Figure 4. Tyr-TCR NKTs target HLA-A2⁺Tyr⁺ cells.

A. Expression of the HLA-A2 molecule in melanoma cell lines assessed by flow cytometry (left). Dotted and solid lines represent the isotype and HLA-A2 mAbs, respectively. The M14-wt cell line was modified to express the HLA-A2 molecule (M14-A2) via retroviral gene transfer. Detection of tyrosinase in lysates of the indicated melanoma cell lines assessed by Western blot (right). Staining for β-actin was used as a loading control. B. NT-NKTs (upper graph) and Tyr-TCR-NKTs (lower graph) were tested against the melanoma cell lines in a 5-hour ⁵¹Cr-release assay (n=4, mean and SD are shown). ****p<0.0001, 2-way ANOVA with Bonferroni correction. C. NT-NKTs and Tyr-TCR-NKTs were cocultured with melanoma cell lines (E:T=1:1) for 3 days. Cells were then collected and stained with the CD3 and CD276 mAbs to identify NKTs and melanoma cells, respectively, by flow cytometry.

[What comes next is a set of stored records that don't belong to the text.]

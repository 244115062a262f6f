//! Valuation command-line tool
//!
//! Values players and draft picks against stored settings, prints the pick
//! chart and manages settings rows. Results are written to stdout as JSON.

use anyhow::{Context, Result};
use clap::{Parser, Subcommand};
use serde::Serialize;
use std::path::PathBuf;
use tracing::info;

use valuation_engine::{DevTrait, PhysicalAttributes, PickDescriptor, PlayerAttributes, Position};
use valuation_service::{initialize_logging, load_configuration, ServiceConfig, ValuationService};

#[derive(Parser)]
#[command(name = "valuation")]
#[command(about = "Player and draft pick trade valuation")]
#[command(version)]
struct Cli {
    /// TOML configuration file
    #[arg(short, long, global = true)]
    config: Option<PathBuf>,

    /// Franchise whose settings apply; the default row when omitted
    #[arg(short, long, global = true)]
    franchise: Option<String>,

    #[command(subcommand)]
    command: Commands,
}

#[derive(Subcommand)]
enum Commands {
    /// Value a player
    Compute {
        /// Full player request as JSON, instead of the flags below
        #[arg(long, conflicts_with_all = ["overall", "age", "position", "dev_trait"])]
        json: Option<String>,

        #[arg(long, required_unless_present = "json")]
        overall: Option<i32>,

        #[arg(long, required_unless_present = "json")]
        age: Option<i32>,

        #[arg(long, required_unless_present = "json")]
        position: Option<Position>,

        /// Normal, Star, Superstar or X-Factor
        #[arg(long, required_unless_present = "json")]
        dev_trait: Option<DevTrait>,

        #[arg(long)]
        speed: Option<i32>,

        #[arg(long)]
        throw_power: Option<i32>,

        /// Height in inches
        #[arg(long)]
        height: Option<i32>,

        #[arg(long)]
        ability_slots: Option<u32>,
    },

    /// Value a current or future draft pick
    Pick {
        /// Round, 1-7
        #[arg(long)]
        round: i64,

        /// Drafts ahead, 0-2
        #[arg(long, default_value = "0")]
        years_out: i64,

        /// Projected overall pick, used by the projected baseline strategy
        #[arg(long)]
        projected: Option<i32>,
    },

    /// Print the draft pick chart
    Chart {
        /// Only this round
        #[arg(long)]
        round: Option<u32>,
    },

    /// Inspect and edit settings rows
    Settings {
        #[command(subcommand)]
        action: SettingsAction,
    },
}

#[derive(Subcommand)]
enum SettingsAction {
    /// Print the settings a franchise resolves to
    Show,

    /// Merge a JSON patch into the franchise's settings
    Patch {
        /// Patch body, or @path to read it from a file
        patch: String,
    },

    /// Write the calibrated default row if none exists
    Seed {
        /// Overwrite an existing default row
        #[arg(long)]
        reset: bool,
    },
}

fn print_json<T: Serialize>(value: &T, config: &ServiceConfig) -> Result<()> {
    let out = if config.output.pretty {
        serde_json::to_string_pretty(value)?
    } else {
        serde_json::to_string(value)?
    };
    println!("{}", out);
    Ok(())
}

fn read_body(arg: &str) -> Result<String> {
    match arg.strip_prefix('@') {
        Some(path) => std::fs::read_to_string(path).with_context(|| format!("Failed to read {}", path)),
        None => Ok(arg.to_string()),
    }
}

#[tokio::main]
async fn main() -> Result<()> {
    dotenv::dotenv().ok();
    let cli = Cli::parse();

    let config = load_configuration(cli.config.as_deref())?;
    initialize_logging(&config.logging)?;
    info!("Starting valuation v{}", env!("CARGO_PKG_VERSION"));

    let service = ValuationService::from_config(&config.settings)
        .await
        .context("Failed to initialize settings store")?;
    let franchise = cli.franchise.as_deref().or(config.output.franchise_id.as_deref());

    match cli.command {
        Commands::Compute {
            json,
            overall,
            age,
            position,
            dev_trait,
            speed,
            throw_power,
            height,
            ability_slots,
        } => {
            let result = match (json, overall, age, position, dev_trait) {
                (Some(body), ..) => service.value_player_json(franchise, &read_body(&body)?).await?,
                (None, Some(overall), Some(age), Some(position), Some(dev_trait)) => {
                    let attrs = PlayerAttributes::new(overall, age, position, dev_trait).with_physical(
                        PhysicalAttributes { speed, throw_power, height_in: height, ability_slots },
                    );
                    service.value_player(franchise, &attrs).await?
                }
                _ => return Err(anyhow::anyhow!("either --json or all of --overall, --age, --position, --dev-trait")),
            };
            print_json(&result, &config)?;
        }
        Commands::Pick { round, years_out, projected } => {
            let descriptor = PickDescriptor::new(round, years_out, projected)?;
            let valuation = service.value_pick(franchise, &descriptor).await?;
            print_json(&valuation, &config)?;
        }
        Commands::Chart { round } => {
            let chart: Vec<_> =
                service.pick_chart().into_iter().filter(|row| round.map_or(true, |r| row.round == r)).collect();
            print_json(&chart, &config)?;
        }
        Commands::Settings { action } => match action {
            SettingsAction::Show => {
                print_json(&service.settings(franchise).await?, &config)?;
            }
            SettingsAction::Patch { patch } => {
                let record = service.patch_settings(franchise, &read_body(&patch)?).await?;
                print_json(&record, &config)?;
            }
            SettingsAction::Seed { reset } => {
                print_json(&service.seed_default(reset).await?, &config)?;
            }
        },
    }

    Ok(())
}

Representative flow plots (left) and summary of the quantification of residual tumor cells in the culture (right)(n=5, mean is shown). ****p<0.0001, paired t test. D. Quantification of IFNγ production in the supernatant collected after 24 hours of coculture of NT-NKTs and Tyr-TCR NKTs (E:T=1:1)(n=4, mean is shown). ****p<0.0001, paired t test.